So far we’ve been religious in performing retrospectives (although we misplaced our notes from the first one … not good).  In my perspective, retrospectives are one of the most critical and highest-value aspects of becoming agile.  The frequent review of how the team is doing, along with the discipline to incorporate changes quickly into your processes, should almost guarantee continuous improvement (and if it doesn’t you’ll know quickly).  Retrospectives have given me confidence when we’re been faced with challenges in the process, or when the success we were hoping for wasn’t there.  I know that we’ll have the chance to take a step back, inspect and adapt in the very near future.

Task-Based

Out of my CSM course I got the idea of only capturing deltas or changes.  This avoids getting into complaint mode.  You can’t say “people didn’t test their code well enough”.  Instead you have to come up with a specific action item like, “make sure your code passes all the tests before passing it on to QA.”  Where we can, we capture these tasks in new stories or incorporate them into existing stories.

Sticky Notes

My team has become a big fan of sticky notes.  We use software to manage our projects, but we put up with the double effort of also maintaining a task board — the team likes the large visual.  We also use sticky notes for our retrospectives.  Everyone takes a few minutes to write down things that when well.  I then gather them, read them out loud, and classify them.  I do them same with changes or lessons learned.

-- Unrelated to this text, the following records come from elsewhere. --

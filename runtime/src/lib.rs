pub mod bitmap;
pub mod context;
pub mod coverage;
pub mod ffi;
pub mod setup;
pub mod shim;
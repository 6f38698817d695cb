//! C ABI used by the execution engine.

use crate::{
    setup::TargetLayout,
    shim::{Engine, Shim},
};

use afl_shim_common::tsl::TranslationRequest;
use libc::c_void;
use once_cell::sync::OnceCell;
use std::process;

/// Engine callbacks, any of them may be null.
#[repr(C)]
#[derive(Debug, Clone, Copy)]
pub struct AflShimCallbacks {
    pub data: *mut c_void,
    pub disable_atfork: Option<extern "C" fn(data: *mut c_void)>,
    pub warm_translation:
        Option<extern "C" fn(data: *mut c_void, pc: u64, cs_base: u64, flags: u64)>,
}

// `data` is only ever handed back to the engine, which owns it.
unsafe impl Send for AflShimCallbacks {}
unsafe impl Sync for AflShimCallbacks {}

impl Engine for AflShimCallbacks {
    fn suppress_atfork(&mut self) {
        if let Some(disable_atfork) = self.disable_atfork {
            disable_atfork(self.data);
        }
    }

    fn warm_translation(&mut self, request: &TranslationRequest) {
        if let Some(warm_translation) = self.warm_translation {
            warm_translation(self.data, request.pc, request.cs_base, request.flags);
        }
    }
}

static SHIM: OnceCell<(Shim, AflShimCallbacks)> = OnceCell::new();

/// Registers the target layout and the engine callbacks. Must be called
/// before the first block is executed.
#[no_mangle]
pub extern "C" fn afl_shim_init(
    entry_point: u64,
    start_code: u64,
    end_code: u64,
    callbacks: AflShimCallbacks,
) {
    env_logger::try_init().ok();

    let layout = TargetLayout {
        entry_point,
        start_code,
        end_code,
    };
    log::debug!("Target layout: {:x?}", layout);

    if SHIM.set((Shim::new(layout), callbacks)).is_err() {
        log::warn!("afl_shim_init called more than once, ignoring");
    }
}

#[no_mangle]
pub extern "C" fn afl_shim_on_block_entry(address: u64) {
    let (shim, callbacks) = match SHIM.get() {
        Some(shim) => shim,
        None => return,
    };

    let mut engine = *callbacks;
    if let Err(error) = shim.on_block_entry(address, &mut engine) {
        if error.is_parent_gone() {
            log::debug!("Fuzzer is gone, exiting fork server");
        } else {
            log::error!("{}", error);
        }
        process::exit(error.exit_code());
    }
}

#[no_mangle]
pub extern "C" fn afl_shim_on_missing_translation(pc: u64, cs_base: u64, flags: u64) {
    if let Some((shim, _)) = SHIM.get() {
        shim.on_missing_translation(pc, cs_base, flags);
    }
}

The key value I see in doing this is that is stops more vocal team members from dominating the conversation, or influencing what other people might say.  It also allows you to weight issues — if everyone mentions changes they want to see around the sprint planning process, for example, you can get a good idea that that’s a bigger issue for the team than if only one person mentions it.  By classifying both the plus and changes, it also allows you to identify trends.

Check on Past Retrospectives

We start each retrospective by reviewing the changes or decisions we captured as issues previous sessions.  This allows the team to (hopefully) see progress as we close issues that were previously identified.

Time-Boxed … not quite

We don’t actually do this, although I’d like to.  So far our retrospectives have all approached (or surpassed) two hours.  My hope is that as we get better with things, that time will be cut down.  I’m a big fan of strict time-boxing, but I can’t bring myself to do it in the case retrospectives.

Retrospecting the Retrospective

We’ve definitely made progress in our retrospectives.  While we never had to actually capture the change “don’t lose your retrospective notes” we’ve progressed from there (it’s always nice to start the bar so low) and I expect we will continue to.